Granularities Of Tokenization Through Semantics For Tweeter Datasets

Research Article
Rashmi H Patil and Siddu P Algur
DOI: 
http://dx.doi.org/10.24327/ijrsr.2019.1004.3327
Subject: 
science
KeyWords: 
Multi-Word Expressions (MWE), Granularities, DRUID, Fine- and CoarseGrained Tokenization, Parts-of-Speech (POS) Tagging.
Abstract: 

The idea of tokenization which is currently based on low-level token based identification has to be extended to identification of meaningful and useful language units. This idea of tokenization involves the splitting of single word into their meaning parts called Multiword Expressions (MWE’s) and also combining multiple words which have similar meaning. This paper introduces two methods namely unsupervised and knowledge-free methods for the task of identifying tokens. The main idea of the paper is based on the fact that methods are primarily based on distributional similarity. We use two possibilities as - sparse count based and neural-based distributional semantic model. The calculation of MWE-annotated data sets in two languages and newly extracted evaluation data sets for 32 languages shows that DRUID has compared favorably over previous methods which does not utilize distributional information. By considering the keyword ‘Accident’ in several Tweeter tweets, we analyze the semantics for granularities of tokens.

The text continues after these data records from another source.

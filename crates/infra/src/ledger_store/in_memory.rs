use std::collections::HashMap;
use std::sync::{Mutex, MutexGuard};

use chrono::{DateTime, TimeDelta, Utc};

use walletd_core::{OwnerId, TransactionId, WalletId};
use walletd_wallet::{ReferenceId, StatusTransition, Transaction, Wallet, WalletStatus};

use super::r#trait::{LedgerEntry, LedgerStore, LedgerStoreError};

#[derive(Debug, Default)]
struct LedgerState {
    wallets: HashMap<WalletId, Wallet>,
    by_owner: HashMap<OwnerId, WalletId>,
    transactions: Vec<Transaction>,
    by_reference: HashMap<ReferenceId, usize>,
    last_created_at: Option<DateTime<Utc>>,
}

impl LedgerState {
    /// Next wallet creation time, strictly after every earlier one.
    fn next_created_at(&mut self, proposed: DateTime<Utc>) -> DateTime<Utc> {
        let next = match self.last_created_at {
            Some(last) if proposed <= last => last + TimeDelta::microseconds(1),
            _ => proposed,
        };
        self.last_created_at = Some(next);
        next
    }

    fn wallet_mut(&mut self, wallet_id: WalletId) -> Result<&mut Wallet, LedgerStoreError> {
        self.wallets
            .get_mut(&wallet_id)
            .ok_or_else(|| LedgerStoreError::NotFound(format!("wallet {wallet_id}")))
    }
}

/// In-memory ledger store.
///
/// Intended for tests/dev. One mutex guards all state, so every operation is
/// trivially atomic.
#[derive(Debug, Default)]
pub struct InMemoryLedgerStore {
    state: Mutex<LedgerState>,
}

impl InMemoryLedgerStore {
    pub fn new() -> Self {
        Self::default()
    }

    fn lock(&self) -> Result<MutexGuard<'_, LedgerState>, LedgerStoreError> {
        self.state
            .lock()
            .map_err(|_| LedgerStoreError::Backend("ledger lock poisoned".to_string()))
    }

    /// Overwrite a cached balance without a ledger row.
    ///
    /// Only for reconciliation tests that need a diverged wallet.
    #[cfg(test)]
    pub(crate) fn corrupt_balance(&self, wallet_id: WalletId, balance: i64) {
        if let Ok(mut state) = self.state.lock() {
            if let Some(w) = state.wallets.get_mut(&wallet_id) {
                w.balance = balance;
            }
        }
    }
}

#[async_trait::async_trait]
impl LedgerStore for InMemoryLedgerStore {
    async fn create_wallet(&self, mut wallet: Wallet) -> Result<Wallet, LedgerStoreError> {
        let mut state = self.lock()?;

        if state.by_owner.contains_key(&wallet.owner_id) {
            return Err(LedgerStoreError::AlreadyExists(format!(
                "wallet for owner {}",
                wallet.owner_id
            )));
        }

        wallet.created_at = state.next_created_at(wallet.created_at);
        wallet.updated_at = wallet.created_at;

        state.by_owner.insert(wallet.owner_id.clone(), wallet.id);
        state.wallets.insert(wallet.id, wallet.clone());
        Ok(wallet)
    }

    async fn get_wallet(&self, owner_id: &OwnerId) -> Result<Wallet, LedgerStoreError> {
        let state = self.lock()?;
        state
            .by_owner
            .get(owner_id)
            .and_then(|id| state.wallets.get(id))
            .cloned()
            .ok_or_else(|| LedgerStoreError::NotFound(format!("wallet for owner {owner_id}")))
    }

    async fn get_wallet_by_id(&self, wallet_id: WalletId) -> Result<Wallet, LedgerStoreError> {
        let state = self.lock()?;
        state
            .wallets
            .get(&wallet_id)
            .cloned()
            .ok_or_else(|| LedgerStoreError::NotFound(format!("wallet {wallet_id}")))
    }

    async fn update_status(
        &self,
        wallet_id: WalletId,
        transition: StatusTransition,
        now: DateTime<Utc>,
    ) -> Result<Wallet, LedgerStoreError> {
        let mut state = self.lock()?;

        match state.wallets.get_mut(&wallet_id) {
            Some(w) if w.status == transition.from => {
                w.status = transition.to;
                w.updated_at = now;
                Ok(w.clone())
            }
            _ => Err(LedgerStoreError::PreconditionFailed(format!(
                "wallet {wallet_id} is not {}",
                transition.from
            ))),
        }
    }

    async fn apply_entry(&self, entry: LedgerEntry) -> Result<Transaction, LedgerStoreError> {
        let mut state = self.lock()?;

        if let Some(&idx) = state.by_reference.get(&entry.reference_id) {
            return Err(LedgerStoreError::DuplicateReference(Box::new(
                state.transactions[idx].clone(),
            )));
        }

        let wallet = state.wallet_mut(entry.wallet_id)?;
        if wallet.status != WalletStatus::Enabled {
            return Err(LedgerStoreError::PreconditionFailed(format!(
                "wallet {} is not enabled",
                entry.wallet_id
            )));
        }
        if wallet.balance != entry.posting.expected_balance {
            return Err(LedgerStoreError::Conflict(format!(
                "wallet {} balance is {}, expected {}",
                entry.wallet_id, wallet.balance, entry.posting.expected_balance
            )));
        }
        wallet.apply(&entry.posting, entry.recorded_at);

        let tx = Transaction {
            id: TransactionId::new(),
            reference_id: entry.reference_id.clone(),
            wallet_id: entry.wallet_id,
            direction: entry.direction(),
            amount: entry.amount(),
            status: entry.status(),
            balance_after: entry.posting.balance_after(),
            actor: entry.actor,
            created_at: entry.recorded_at,
        };

        let idx = state.transactions.len();
        state.transactions.push(tx.clone());
        state.by_reference.insert(entry.reference_id, idx);
        Ok(tx)
    }

    async fn find_transaction(
        &self,
        reference_id: &ReferenceId,
    ) -> Result<Option<Transaction>, LedgerStoreError> {
        let state = self.lock()?;
        Ok(state
            .by_reference
            .get(reference_id)
            .map(|&idx| state.transactions[idx].clone()))
    }

    async fn list_transactions(&self, wallet_id: WalletId) -> Result<Vec<Transaction>, LedgerStoreError> {
        let state = self.lock()?;
        Ok(state
            .transactions
            .iter()
            .filter(|t| t.wallet_id == wallet_id)
            .cloned()
            .collect())
    }

    async fn list_wallets_after(
        &self,
        after: Option<DateTime<Utc>>,
        limit: usize,
    ) -> Result<Vec<Wallet>, LedgerStoreError> {
        let state = self.lock()?;

        let mut page: Vec<Wallet> = state
            .wallets
            .values()
            .filter(|w| after.is_none_or(|t| w.created_at > t))
            .cloned()
            .collect();
        page.sort_by_key(|w| w.created_at);
        page.truncate(limit);
        Ok(page)
    }
}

In our experiment, we show how both decompounding and MWE information can be used in information retrieval. We get the results when we combine word information with MWEs and the compound parts in a bag-ofwords retrieval set-up. This covers the way to automatic detection of lexical units beyond standard tokenization techniques without language-specific preprocessing steps such as POS tagging.